I’ve been fortunate enough to write diary pieces in a lot of cool places. Or I thought I had. Until now. I’m really not sure it gets any better than this. I’m typing beneath a picture of Markku Alén. Over there is Tony Fassina’s Stratos, Petter Solberg’s Subaru and Walter Rohrl’s Audi.
The list goes on. And on. The pictures just don’t stop.
And the best bit? They’re all signed. They’ve all been here. From Rauno Aaltonen to Kris Meeke. And the rest.
Where am I? Dall’Ava Ristorante, San Romolo. We’re 800 metres up and nine miles outside of Sanremo. Everything about this place is a pilgrimage. The road here? It’s only the Coldirodi stage. And if you’re coming to the proper restaurant – which is how Petter Solberg described the place last night – we had to drive it from the start. The proper one. The one down by the toll booth for the A6.
Off the line, it’s almost impossible to imagine how a 6R4 could possibly fit between the hedges.
Almost.
Or how anybody could possibly hang on to a Lancia Delta S4 as it bucks and kicks over every bump, crest, rise and jump. Every metre offers another challenge that differs radically from the previous one. It narrow, twisty, tight, turning, turning, turning. Fast. Briefly. Hairpin. Long hairpin. Short corner.

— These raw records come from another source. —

//! Lifecycle & Recovery (component J, spec.md §4.J): wait-for-device,
//! connect, disconnect, reconnect and termios restoration, wiring the
//! Device Port, Console, Input Pump and Event Loop together for one
//! run of the program, and dispatching the Script Bridge's launch
//! policy across (re)connects.

use std::io::Read;
use std::os::fd::AsFd;
use std::sync::atomic::{AtomicBool, Ordering};
use std::sync::Arc;
use std::time::Duration;

use nix::poll::{PollFd, PollFlags, PollTimeout};
use signal_hook::consts::{SIGINT, SIGTERM};
use signal_hook::iterator::Signals;

use crate::alert;
use crate::config::{Options, ScriptPolicy};
use crate::console::Console;
use crate::device::Device;
use crate::error::DeviceError;
use crate::event_loop::{EventLoop, ExitOutcome};
use crate::input::InputPump;
use crate::log_file::LogWriter;
use crate::session::Session;
use crate::socket::SocketTap;

/// Installs SIGINT/SIGTERM handling on a dedicated thread (spec.md
/// §5): both are treated as a request for a clean shutdown rather
/// than a raw process kill, so every exit path still restores termios
/// (invariant ii).
fn install_signal_handler() -> std::io::Result<Arc<AtomicBool>> {
    let shutdown = Arc::new(AtomicBool::new(false));
    let mut signals = Signals::new([SIGINT, SIGTERM])?;
    let flag = shutdown.clone();
    std::thread::spawn(move || {
        if signals.forever().next().is_some() {
            flag.store(true, Ordering::SeqCst);
        }
    });
    Ok(shutdown)
}

/// Only `Open` failures caused by the device node not existing yet, or
/// not being accessible yet, are worth retrying forever; everything
/// else (not a tty, already locked, termios/RS-485 failure) is the
/// "device-present" class of error and is fatal (spec.md §7).
fn is_transient(e: &DeviceError) -> bool {
    matches!(
        e,
        DeviceError::Open(_, io_err)
            if matches!(
                io_err.kind(),
                std::io::ErrorKind::NotFound | std::io::ErrorKind::PermissionDenied
            )
    )
}

fn open_errno(e: &DeviceError) -> i32 {
    match e {
        DeviceError::Open(_, io_err) => io_err.raw_os_error().unwrap_or(-1),
        _ => -1,
    }
}

/// Polls the input pump's pipe for up to 1 second; returns true only
/// once the pump thread has exited and closed its write end (piped
/// stdin reached EOF while we were still waiting for the device).
fn input_reached_eof(input_pump: &InputPump) -> bool {
    let fd = input_pump.read_end.as_fd();
    let mut fds = [PollFd::new(fd, PollFlags::POLLIN)];
    let Ok(n) = nix::poll::poll(&mut fds, PollTimeout::from(1000u16)) else {
        return false;
    };
    if n == 0 {
        return false;
    }
    let readable = fds[0]
        .revents()
        .map(|r| r.contains(PollFlags::POLLIN))
        .unwrap_or(false);
    if !readable {
        return false;
    }
    let Ok(dup) = input_pump.read_end.try_clone() else {
        return false;
    };
    let mut file = std::fs::File::from(dup);
    let mut buf = [0u8; 64];
    matches!(file.read(&mut buf), Ok(0))
}

/// Waits for the device to become openable, polling at ~1 Hz and
/// diagnosing each distinct errno only once (spec.md §4.J
/// "wait-for-device"). With interactive stdin, the input pump is also
/// watched so piped-EOF or a shutdown signal can break out of an
/// otherwise indefinite wait; `Ok(None)` means give up cleanly.
/// `Err` means the open failed for a non-retryable reason.
fn wait_for_device(
    opts: &Options,
    console: &Console,
    input_pump: &InputPump,
    shutdown: &Arc<AtomicBool>,
) -> Result<Option<Device>, DeviceError> {
    let mut last_errno: Option<i32> = None;
    loop {
        if shutdown.load(Ordering::SeqCst) {
            return Ok(None);
        }
        match Device::open(opts) {
            Ok(device) => return Ok(Some(device)),
            Err(e) if is_transient(&e) => {
                let errno = open_errno(&e);
                if last_errno != Some(errno) {
                    crate::diag::info(opts.mute, "Waiting for tty device...");
                    last_errno = Some(errno);
                }
            }
            Err(e) => return Err(e),
        }
        if console.is_interactive() {
            if input_reached_eof(input_pump) {
                return Ok(None);
            }
        } else {
            std::thread::sleep(Duration::from_secs(1));
        }
    }
}

/// Runs the script bridge once, replacing the event loop's device for
/// the duration (spec.md §4.I). The device comes back either way,
/// restored by `script::run`'s error-tuple even when the script fails.
fn run_script(opts: &Options, device: Device, session: &Session) -> Device {
    let source = match (&opts.script_inline, &opts.script_file) {
        (Some(src), _) => src.clone(),
        (None, Some(path)) => match std::fs::read_to_string(path) {
            Ok(src) => src,
            Err(e) => {
                let err = crate::error::ScriptError::Load(path.clone(), e);
                crate::diag::warn(opts.mute, &err.to_string());
                return device;
            }
        },
        (None, None) => return device,
    };

    match crate::script::run(&source, device, opts.clone(), session.hot_key.clone()) {
        Ok(device) => device,
        Err((device, e)) => {
            crate::diag::warn(opts.mute, &format!("script error: {e}"));
            device
        }
    }
}

/// Runs the program to completion: wait-for-device, connect, optional
/// script launch, the event loop, and — on a recoverable failure with
/// auto-connect enabled — reconnect, looping until a clean exit, a
/// non-recoverable failure, or a shutdown signal (spec.md §4.J).
pub fn run(opts: Options) -> anyhow::Result<()> {
    let mut console = Console::enter()?;
    let shutdown = install_signal_handler()?;

    let session = Arc::new(Session::new());
    let mut input_pump = InputPump::spawn(session.hot_key.clone())?;

    let mut socket = match &opts.socket {
        Some(path) => match SocketTap::bind(path) {
            Ok(tap) => Some(tap),
            Err(e) => {
                crate::diag::error(opts.mute, &format!("failed to bind socket {path}: {e}"));
                None
            }
        },
        None => None,
    };

    let mut log = if opts.log {
        match &opts.log_filename {
            Some(path) => match LogWriter::open(path, opts.log_strip) {
                Ok(w) => Some(w),
                Err(e) => {
                    crate::diag::error(opts.mute, &format!("failed to open log file: {e}"));
                    None
                }
            },
            None => None,
        }
    } else {
        None
    };

    let mut script_ran_once = false;

    let result: anyhow::Result<()> = loop {
        if shutdown.load(Ordering::SeqCst) {
            break Ok(());
        }

        let device = match wait_for_device(&opts, &console, &input_pump, &shutdown) {
            Ok(Some(device)) => device,
            Ok(None) => break Ok(()),
            Err(e) => break Err(e.into()),
        };
        let device_path = device.path().to_string();
        crate::diag::info(opts.mute, &format!("connected to {device_path}"));
        alert::fire(opts.alert);

        let device = match opts.script_policy {
            ScriptPolicy::Never => device,
            ScriptPolicy::Always => run_script(&opts, device, &session),
            ScriptPolicy::Once if !script_ran_once => {
                script_ran_once = true;
                run_script(&opts, device, &session)
            }
            ScriptPolicy::Once => device,
        };

        let mut event_loop = EventLoop::new(
            opts.clone(),
            device,
            console,
            session.clone(),
            input_pump,
            socket,
            log,
        );
        let outcome = event_loop.run(&shutdown);
        let (c, ip, sk, lg) = event_loop.into_parts();
        console = c;
        input_pump = ip;
        socket = sk;
        log = lg;

        match outcome {
            Err(e) => break Err(e.into()),
            Ok(ExitOutcome::Success) => break Ok(()),
            // A response-wait timeout is a single-shot failure, not a
            // device disconnect: it must exit non-zero even with
            // auto-connect on, never loop back to wait-for-device
            // (spec.md §6, §8 scenario 6).
            Ok(ExitOutcome::ResponseTimeout) => {
                break Err(anyhow::anyhow!("response-wait timed out on {device_path}"));
            }
            Ok(ExitOutcome::Failure) => {
                alert::fire(opts.alert);
                crate::diag::warn(opts.mute, &format!("disconnected from {device_path}"));
                if !opts.auto_connect {
                    break Err(anyhow::anyhow!("device disconnected: {device_path}"));
                }
                // Auto-connect: loop back to wait-for-device.
            }
        }
    };

    // Restored explicitly (not just via `Console`'s `Drop`) so it
    // happens before any diagnostic this return path still prints.
    console.restore();
    result
}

It goes up and it goes on. The climb is pretty much constant. We’ve left the Italian Riviera in 32 degrees and dropped 10 degrees in what is a half mile of vertical climb.
Arriving into San Romolo is as much a deep disappointment as it is a source of absolute delight. Dall’Ava’s is that special.
If you’re ever in the area, make the effort to come up and see Davide Dall’Ava still making his father very proud and continuing a tradition started by Dall’Ava Sr 70 years ago. And when you’re there, prepare yourself not only for some of the finest wild boar you’ll ever taste, but also the chance to meet a hero or two from the world championship.
Freddy Loix, François Delecour, like you and me, love to come, look at the pictures and remind themselves about everything that’s great about our sport.
We started the day looking for the famous bridge Rui Madeira missed and parked his Toyota on its nose alongside the river in 1994. Down around Ulignano and the La Madonnia test, stopping, starring and shutting eyes to listen to Colin McRae’s flat-four Subaru barking its way past the cypress trees down the valley.
From there it was the hike the drivers hated from Toscana back to Liguria and Sanremo. There was a hope we might have time for a detour to Imola and Tamburello, maybe even a pizza in Maranello. But sadly not. We spent too long on the loose around San Gimignano and had to make Sanremo before sundown. We did.
Tomorrow, it’s back north to Turin for an appointment with some very, very special cars.